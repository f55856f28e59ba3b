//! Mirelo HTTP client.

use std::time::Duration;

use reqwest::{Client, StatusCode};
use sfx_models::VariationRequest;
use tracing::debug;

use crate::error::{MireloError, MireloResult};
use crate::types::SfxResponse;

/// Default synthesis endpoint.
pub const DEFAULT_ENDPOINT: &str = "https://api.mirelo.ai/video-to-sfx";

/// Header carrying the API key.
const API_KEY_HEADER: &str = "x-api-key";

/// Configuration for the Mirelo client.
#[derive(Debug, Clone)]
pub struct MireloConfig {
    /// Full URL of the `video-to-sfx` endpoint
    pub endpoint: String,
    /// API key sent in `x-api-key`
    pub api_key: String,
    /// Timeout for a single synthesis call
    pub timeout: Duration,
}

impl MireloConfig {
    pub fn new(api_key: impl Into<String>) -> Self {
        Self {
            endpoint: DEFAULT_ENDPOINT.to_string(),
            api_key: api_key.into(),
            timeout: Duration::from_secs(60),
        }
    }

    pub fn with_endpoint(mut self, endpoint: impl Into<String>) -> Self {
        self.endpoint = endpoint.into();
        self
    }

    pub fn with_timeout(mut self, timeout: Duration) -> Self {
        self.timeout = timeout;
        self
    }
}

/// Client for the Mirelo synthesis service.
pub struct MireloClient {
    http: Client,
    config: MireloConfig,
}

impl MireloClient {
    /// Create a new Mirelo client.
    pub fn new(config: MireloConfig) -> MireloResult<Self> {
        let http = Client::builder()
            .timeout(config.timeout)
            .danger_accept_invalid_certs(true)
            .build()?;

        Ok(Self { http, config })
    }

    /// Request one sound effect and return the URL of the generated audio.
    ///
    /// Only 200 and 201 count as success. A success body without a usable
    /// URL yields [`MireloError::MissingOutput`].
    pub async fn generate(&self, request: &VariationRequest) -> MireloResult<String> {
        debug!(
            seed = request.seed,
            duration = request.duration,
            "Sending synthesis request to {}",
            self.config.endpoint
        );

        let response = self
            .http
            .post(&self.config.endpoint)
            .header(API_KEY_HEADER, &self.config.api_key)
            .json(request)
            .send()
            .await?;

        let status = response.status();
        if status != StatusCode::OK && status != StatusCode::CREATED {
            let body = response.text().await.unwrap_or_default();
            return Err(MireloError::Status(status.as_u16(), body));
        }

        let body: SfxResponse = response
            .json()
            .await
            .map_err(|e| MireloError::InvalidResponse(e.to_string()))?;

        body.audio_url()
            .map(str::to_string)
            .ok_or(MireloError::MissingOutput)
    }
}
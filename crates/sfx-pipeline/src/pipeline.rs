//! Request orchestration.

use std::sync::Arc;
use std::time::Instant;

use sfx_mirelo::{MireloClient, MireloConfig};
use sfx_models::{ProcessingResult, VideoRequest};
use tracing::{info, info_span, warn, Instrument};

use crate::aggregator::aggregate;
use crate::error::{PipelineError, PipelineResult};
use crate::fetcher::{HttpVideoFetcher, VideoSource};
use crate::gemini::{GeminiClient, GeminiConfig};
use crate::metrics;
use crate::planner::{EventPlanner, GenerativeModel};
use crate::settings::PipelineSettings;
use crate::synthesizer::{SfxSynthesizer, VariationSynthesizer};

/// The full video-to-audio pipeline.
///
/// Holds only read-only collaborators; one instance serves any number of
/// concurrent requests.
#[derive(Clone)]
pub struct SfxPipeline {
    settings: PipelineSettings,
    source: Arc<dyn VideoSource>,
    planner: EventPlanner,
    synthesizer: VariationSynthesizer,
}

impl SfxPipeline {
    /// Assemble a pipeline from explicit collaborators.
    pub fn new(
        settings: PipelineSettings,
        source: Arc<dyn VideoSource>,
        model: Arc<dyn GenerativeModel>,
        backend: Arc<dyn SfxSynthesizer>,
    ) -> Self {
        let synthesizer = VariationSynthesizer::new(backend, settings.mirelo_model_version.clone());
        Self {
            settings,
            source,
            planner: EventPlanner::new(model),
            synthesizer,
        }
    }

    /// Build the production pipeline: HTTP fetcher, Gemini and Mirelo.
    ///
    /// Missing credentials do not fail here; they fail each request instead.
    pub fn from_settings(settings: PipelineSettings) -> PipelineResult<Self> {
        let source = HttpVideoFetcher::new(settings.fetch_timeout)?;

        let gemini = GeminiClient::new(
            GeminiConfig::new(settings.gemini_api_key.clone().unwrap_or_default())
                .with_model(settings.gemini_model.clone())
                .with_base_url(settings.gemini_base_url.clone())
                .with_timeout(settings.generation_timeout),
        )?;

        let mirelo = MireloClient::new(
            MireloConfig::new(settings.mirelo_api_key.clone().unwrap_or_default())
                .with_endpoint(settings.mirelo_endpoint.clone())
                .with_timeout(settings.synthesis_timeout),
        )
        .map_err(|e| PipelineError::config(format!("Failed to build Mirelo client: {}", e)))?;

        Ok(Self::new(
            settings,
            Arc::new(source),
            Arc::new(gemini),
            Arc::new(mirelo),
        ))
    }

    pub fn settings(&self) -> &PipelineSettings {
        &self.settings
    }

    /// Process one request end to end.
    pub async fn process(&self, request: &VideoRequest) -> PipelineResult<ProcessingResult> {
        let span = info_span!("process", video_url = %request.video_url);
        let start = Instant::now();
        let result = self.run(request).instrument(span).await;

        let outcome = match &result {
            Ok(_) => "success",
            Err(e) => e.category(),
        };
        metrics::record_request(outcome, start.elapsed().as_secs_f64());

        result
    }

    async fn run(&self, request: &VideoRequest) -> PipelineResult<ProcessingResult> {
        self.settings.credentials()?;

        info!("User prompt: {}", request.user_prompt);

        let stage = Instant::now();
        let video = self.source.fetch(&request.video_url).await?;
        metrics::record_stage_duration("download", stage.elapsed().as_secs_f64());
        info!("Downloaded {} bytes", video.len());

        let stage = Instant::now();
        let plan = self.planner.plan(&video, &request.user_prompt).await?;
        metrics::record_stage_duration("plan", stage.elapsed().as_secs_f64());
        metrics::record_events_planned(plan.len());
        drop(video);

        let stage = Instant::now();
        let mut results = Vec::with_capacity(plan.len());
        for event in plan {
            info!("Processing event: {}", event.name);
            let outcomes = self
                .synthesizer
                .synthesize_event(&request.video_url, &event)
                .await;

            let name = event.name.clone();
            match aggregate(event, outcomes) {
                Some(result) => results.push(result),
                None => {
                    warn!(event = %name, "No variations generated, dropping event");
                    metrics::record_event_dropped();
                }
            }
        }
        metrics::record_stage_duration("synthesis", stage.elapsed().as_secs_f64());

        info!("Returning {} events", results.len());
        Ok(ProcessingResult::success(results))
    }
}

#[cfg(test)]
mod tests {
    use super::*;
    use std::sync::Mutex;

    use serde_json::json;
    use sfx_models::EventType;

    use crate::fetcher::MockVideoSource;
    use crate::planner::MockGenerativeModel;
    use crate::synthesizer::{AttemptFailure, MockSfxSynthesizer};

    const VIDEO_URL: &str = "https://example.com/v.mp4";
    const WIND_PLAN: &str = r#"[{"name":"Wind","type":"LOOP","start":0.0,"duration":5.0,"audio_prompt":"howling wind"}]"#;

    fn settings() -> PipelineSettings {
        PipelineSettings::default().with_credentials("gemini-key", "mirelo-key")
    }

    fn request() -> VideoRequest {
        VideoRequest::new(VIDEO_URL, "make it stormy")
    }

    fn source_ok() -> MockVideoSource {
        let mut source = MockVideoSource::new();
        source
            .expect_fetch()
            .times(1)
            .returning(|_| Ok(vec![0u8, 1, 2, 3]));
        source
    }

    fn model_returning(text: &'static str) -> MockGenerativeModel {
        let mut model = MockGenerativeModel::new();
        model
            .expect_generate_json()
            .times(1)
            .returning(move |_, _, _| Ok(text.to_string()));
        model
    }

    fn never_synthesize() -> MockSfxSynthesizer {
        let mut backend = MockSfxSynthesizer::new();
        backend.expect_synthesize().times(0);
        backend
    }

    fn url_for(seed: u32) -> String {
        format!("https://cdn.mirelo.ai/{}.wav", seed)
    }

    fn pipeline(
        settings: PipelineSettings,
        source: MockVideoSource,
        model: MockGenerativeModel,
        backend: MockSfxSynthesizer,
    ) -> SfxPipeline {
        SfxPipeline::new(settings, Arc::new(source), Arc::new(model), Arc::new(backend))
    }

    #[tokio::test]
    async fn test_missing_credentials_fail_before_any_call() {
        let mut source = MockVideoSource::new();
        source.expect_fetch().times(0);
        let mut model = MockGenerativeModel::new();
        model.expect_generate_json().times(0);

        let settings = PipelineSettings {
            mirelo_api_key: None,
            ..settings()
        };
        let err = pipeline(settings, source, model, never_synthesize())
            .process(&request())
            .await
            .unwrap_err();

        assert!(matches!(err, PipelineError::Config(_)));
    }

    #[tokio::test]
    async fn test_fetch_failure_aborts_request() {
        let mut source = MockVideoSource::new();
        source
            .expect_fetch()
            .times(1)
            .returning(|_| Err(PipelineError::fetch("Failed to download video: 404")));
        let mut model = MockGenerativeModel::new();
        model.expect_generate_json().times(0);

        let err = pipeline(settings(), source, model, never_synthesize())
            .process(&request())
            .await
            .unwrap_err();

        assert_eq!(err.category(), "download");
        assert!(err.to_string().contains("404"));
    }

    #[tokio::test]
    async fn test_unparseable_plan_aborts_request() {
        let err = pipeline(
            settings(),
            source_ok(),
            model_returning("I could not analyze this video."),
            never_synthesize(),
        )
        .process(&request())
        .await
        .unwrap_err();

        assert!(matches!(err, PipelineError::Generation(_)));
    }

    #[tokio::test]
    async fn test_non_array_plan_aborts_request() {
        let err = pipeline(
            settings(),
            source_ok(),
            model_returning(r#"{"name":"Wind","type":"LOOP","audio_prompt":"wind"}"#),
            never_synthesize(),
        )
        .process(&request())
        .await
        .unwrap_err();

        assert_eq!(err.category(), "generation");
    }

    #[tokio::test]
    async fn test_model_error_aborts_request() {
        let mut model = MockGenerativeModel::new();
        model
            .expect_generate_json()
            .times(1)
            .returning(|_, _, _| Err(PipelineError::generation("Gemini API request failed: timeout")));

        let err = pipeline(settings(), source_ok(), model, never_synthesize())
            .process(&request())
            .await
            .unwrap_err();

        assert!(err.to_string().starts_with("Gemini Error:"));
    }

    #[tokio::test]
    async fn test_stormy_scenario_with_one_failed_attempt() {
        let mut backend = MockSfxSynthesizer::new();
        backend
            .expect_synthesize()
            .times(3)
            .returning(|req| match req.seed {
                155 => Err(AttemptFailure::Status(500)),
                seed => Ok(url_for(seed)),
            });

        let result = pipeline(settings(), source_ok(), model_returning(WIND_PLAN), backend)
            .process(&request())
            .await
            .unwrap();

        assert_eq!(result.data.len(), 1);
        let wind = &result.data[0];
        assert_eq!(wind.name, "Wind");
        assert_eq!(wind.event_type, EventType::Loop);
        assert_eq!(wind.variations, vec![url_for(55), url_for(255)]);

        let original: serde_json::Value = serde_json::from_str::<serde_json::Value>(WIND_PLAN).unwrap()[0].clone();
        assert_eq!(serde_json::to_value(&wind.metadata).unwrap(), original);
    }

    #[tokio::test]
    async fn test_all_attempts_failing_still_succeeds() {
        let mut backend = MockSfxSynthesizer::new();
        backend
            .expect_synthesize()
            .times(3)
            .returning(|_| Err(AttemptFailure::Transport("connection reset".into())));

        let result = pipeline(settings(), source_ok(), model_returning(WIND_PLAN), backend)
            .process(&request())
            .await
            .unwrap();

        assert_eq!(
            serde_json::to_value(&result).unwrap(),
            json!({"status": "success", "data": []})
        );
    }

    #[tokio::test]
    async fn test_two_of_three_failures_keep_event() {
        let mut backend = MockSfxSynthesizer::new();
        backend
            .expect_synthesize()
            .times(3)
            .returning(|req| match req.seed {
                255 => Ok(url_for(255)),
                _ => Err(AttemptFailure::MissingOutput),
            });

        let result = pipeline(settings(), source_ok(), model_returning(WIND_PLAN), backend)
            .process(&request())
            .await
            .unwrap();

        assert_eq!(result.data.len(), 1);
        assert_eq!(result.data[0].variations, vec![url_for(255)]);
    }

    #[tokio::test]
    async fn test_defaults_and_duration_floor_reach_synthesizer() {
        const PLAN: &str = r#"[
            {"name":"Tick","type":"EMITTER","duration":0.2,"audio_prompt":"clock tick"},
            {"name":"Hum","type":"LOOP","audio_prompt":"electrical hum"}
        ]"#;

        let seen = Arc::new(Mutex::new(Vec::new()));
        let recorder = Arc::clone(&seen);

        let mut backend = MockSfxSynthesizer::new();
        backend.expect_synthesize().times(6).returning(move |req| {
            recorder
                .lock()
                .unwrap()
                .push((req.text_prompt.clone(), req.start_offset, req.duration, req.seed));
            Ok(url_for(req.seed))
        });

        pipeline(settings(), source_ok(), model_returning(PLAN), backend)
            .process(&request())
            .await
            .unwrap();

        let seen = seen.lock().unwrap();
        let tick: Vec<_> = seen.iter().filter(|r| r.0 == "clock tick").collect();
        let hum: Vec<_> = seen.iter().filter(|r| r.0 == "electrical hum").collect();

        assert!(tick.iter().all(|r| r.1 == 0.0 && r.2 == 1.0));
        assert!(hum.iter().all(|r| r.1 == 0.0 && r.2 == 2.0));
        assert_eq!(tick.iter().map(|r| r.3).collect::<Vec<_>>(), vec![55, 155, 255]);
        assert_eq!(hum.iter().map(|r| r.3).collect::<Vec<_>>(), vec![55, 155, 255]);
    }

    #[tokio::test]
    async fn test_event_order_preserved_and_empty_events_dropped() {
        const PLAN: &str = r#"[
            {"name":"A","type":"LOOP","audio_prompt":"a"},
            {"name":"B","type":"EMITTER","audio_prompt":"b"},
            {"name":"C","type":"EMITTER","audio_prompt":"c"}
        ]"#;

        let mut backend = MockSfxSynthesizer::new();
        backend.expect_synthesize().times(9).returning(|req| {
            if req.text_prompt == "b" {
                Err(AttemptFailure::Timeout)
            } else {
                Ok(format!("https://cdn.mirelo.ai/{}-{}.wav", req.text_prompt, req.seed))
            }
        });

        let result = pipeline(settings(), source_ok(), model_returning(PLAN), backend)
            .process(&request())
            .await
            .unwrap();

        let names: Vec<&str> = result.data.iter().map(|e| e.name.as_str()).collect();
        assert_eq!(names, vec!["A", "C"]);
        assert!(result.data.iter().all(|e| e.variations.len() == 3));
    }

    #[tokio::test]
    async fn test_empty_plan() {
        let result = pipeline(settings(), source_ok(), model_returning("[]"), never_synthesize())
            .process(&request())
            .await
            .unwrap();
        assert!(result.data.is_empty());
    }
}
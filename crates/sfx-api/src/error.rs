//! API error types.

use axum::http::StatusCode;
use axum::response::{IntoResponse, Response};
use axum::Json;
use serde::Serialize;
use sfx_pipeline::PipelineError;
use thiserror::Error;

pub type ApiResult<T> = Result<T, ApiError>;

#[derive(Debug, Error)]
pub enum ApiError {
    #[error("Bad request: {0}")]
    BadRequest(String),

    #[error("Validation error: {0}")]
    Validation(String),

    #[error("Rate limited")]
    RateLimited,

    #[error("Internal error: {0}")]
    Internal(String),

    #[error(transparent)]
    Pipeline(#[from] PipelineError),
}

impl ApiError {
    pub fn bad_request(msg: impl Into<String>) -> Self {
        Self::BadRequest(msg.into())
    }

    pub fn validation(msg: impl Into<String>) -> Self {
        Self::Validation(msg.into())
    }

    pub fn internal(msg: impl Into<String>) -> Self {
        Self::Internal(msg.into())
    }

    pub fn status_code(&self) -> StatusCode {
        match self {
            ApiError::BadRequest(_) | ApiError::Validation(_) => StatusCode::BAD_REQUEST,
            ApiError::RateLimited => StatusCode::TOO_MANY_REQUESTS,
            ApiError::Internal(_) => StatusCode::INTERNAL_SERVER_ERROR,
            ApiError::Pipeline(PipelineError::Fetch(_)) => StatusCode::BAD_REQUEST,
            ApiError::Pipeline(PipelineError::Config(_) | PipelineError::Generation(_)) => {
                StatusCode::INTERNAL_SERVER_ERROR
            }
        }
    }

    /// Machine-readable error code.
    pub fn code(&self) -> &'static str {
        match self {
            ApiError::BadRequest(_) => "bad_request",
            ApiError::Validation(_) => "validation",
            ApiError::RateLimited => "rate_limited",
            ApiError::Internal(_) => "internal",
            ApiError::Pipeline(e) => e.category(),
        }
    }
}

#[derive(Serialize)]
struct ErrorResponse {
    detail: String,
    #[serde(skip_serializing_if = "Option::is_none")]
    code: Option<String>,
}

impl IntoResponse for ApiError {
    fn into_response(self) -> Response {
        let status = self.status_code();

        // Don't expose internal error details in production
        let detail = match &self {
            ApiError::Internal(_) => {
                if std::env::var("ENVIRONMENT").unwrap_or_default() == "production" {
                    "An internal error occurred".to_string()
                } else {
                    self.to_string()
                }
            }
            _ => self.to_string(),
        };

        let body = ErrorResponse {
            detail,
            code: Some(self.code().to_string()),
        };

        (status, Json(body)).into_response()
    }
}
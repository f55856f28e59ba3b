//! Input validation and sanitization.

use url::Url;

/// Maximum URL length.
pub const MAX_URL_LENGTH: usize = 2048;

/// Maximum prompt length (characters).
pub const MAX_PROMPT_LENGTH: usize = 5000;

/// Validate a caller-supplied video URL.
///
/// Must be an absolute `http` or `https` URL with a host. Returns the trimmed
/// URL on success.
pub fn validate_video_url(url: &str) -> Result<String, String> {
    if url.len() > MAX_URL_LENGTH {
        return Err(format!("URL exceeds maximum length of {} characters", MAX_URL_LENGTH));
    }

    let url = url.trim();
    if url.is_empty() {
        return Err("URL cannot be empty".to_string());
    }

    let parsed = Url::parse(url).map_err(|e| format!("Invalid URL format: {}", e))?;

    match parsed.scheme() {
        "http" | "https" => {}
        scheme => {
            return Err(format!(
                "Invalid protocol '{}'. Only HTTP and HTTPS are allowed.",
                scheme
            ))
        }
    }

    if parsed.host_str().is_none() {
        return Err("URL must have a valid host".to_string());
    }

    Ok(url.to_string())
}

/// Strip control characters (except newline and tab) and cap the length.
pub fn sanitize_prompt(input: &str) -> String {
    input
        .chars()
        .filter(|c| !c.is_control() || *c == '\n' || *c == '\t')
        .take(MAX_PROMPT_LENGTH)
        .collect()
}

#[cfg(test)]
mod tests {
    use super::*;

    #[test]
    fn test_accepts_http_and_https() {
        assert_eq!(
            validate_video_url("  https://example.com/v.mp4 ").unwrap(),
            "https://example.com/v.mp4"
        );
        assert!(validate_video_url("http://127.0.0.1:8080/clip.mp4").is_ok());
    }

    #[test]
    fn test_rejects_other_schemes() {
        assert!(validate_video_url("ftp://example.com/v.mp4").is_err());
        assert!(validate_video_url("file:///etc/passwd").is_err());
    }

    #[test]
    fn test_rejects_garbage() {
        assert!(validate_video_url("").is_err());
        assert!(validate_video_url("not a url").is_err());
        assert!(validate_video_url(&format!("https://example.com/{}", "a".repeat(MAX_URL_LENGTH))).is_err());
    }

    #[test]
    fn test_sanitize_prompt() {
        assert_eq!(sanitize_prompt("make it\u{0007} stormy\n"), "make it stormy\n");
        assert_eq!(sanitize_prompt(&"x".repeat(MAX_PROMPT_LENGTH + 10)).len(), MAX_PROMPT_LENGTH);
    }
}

What you have to do:
Among the lines above, find those with the word "move" and list them.

Task result:
            .returning(move |_, _, _| Ok(text.to_string()));
        backend.expect_synthesize().times(6).returning(move |req| {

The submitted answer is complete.